#### What to produce:
Filter these entries down to the lines that hold the word "metres", and show each of them.
**** Supplied records ****
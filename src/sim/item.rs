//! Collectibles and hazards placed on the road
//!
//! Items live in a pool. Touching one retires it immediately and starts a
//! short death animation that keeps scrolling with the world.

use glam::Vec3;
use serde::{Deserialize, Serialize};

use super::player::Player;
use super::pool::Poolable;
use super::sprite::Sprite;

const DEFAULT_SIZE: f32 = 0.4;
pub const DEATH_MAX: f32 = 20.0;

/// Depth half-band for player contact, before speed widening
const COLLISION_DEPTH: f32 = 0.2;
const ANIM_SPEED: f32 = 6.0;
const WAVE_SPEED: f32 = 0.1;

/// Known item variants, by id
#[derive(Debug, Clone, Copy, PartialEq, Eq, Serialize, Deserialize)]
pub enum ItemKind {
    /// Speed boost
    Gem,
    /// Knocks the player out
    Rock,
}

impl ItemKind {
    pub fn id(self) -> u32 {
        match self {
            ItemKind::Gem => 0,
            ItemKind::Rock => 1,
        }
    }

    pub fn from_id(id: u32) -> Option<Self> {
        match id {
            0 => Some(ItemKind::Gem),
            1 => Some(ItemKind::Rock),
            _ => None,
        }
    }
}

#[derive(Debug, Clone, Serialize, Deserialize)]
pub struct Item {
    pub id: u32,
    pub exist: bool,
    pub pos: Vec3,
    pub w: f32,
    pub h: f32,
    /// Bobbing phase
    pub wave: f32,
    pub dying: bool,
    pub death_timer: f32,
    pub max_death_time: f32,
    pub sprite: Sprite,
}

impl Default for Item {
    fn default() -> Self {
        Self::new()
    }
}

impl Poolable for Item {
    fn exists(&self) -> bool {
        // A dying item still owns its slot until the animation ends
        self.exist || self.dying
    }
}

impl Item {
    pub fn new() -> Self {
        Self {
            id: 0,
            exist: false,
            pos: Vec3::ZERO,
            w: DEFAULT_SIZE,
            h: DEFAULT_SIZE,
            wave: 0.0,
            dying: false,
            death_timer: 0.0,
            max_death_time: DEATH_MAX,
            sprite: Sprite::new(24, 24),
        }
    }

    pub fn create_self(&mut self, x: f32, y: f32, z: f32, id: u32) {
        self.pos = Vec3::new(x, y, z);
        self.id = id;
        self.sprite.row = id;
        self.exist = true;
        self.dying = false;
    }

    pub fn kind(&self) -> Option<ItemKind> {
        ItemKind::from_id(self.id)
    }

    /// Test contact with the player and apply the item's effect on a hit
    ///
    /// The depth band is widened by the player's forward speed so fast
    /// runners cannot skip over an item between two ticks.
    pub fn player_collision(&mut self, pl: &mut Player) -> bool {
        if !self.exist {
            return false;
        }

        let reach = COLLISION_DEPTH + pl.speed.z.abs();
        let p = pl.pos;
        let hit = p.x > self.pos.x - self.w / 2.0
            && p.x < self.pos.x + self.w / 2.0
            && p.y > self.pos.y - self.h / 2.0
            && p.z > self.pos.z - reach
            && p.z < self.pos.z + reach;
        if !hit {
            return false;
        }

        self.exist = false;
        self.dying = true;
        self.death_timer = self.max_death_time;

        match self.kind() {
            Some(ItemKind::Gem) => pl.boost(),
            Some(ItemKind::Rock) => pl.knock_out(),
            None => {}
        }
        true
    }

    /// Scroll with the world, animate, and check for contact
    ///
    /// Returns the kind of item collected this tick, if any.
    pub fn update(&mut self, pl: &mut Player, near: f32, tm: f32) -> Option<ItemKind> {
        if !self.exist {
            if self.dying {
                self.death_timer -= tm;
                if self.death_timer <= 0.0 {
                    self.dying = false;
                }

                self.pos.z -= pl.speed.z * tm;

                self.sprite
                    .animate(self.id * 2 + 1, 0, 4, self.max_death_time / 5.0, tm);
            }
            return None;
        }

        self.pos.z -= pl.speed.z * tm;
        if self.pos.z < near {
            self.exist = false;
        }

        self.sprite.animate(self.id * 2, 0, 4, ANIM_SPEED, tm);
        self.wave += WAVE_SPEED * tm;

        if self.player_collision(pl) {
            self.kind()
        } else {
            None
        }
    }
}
****
**** Supplied records ****
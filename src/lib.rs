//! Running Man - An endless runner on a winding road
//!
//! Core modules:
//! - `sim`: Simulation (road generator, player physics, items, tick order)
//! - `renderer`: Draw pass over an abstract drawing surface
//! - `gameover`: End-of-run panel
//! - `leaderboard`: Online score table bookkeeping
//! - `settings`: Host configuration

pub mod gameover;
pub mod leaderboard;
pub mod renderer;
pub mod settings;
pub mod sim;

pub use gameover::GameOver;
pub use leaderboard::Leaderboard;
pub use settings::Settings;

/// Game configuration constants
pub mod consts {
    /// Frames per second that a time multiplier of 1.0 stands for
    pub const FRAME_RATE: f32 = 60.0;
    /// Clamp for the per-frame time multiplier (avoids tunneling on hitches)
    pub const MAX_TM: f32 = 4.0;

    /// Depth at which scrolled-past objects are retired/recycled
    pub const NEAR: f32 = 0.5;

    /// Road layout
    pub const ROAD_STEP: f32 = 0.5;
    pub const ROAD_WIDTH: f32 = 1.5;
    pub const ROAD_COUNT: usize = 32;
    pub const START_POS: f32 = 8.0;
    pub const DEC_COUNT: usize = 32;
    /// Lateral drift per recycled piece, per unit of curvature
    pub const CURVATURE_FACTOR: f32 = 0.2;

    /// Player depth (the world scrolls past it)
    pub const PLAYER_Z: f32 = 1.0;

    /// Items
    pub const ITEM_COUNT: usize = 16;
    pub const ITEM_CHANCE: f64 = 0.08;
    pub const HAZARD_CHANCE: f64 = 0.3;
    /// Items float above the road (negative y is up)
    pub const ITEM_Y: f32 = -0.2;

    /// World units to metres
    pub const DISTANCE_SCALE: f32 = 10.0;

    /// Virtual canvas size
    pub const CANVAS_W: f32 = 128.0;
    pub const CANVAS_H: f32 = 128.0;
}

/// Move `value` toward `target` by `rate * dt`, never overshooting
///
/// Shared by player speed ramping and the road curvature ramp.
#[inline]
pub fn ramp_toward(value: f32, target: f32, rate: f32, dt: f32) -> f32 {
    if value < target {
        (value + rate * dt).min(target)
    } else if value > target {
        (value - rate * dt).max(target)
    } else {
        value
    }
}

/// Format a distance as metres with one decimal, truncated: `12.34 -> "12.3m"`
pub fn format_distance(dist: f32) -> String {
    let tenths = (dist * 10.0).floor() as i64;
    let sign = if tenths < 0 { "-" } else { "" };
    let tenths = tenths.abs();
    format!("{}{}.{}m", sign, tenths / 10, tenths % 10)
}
****
#### Finished exercise:
    /// World units to metres
/// Format a distance as metres with one decimal, truncated: `12.34 -> "12.3m"`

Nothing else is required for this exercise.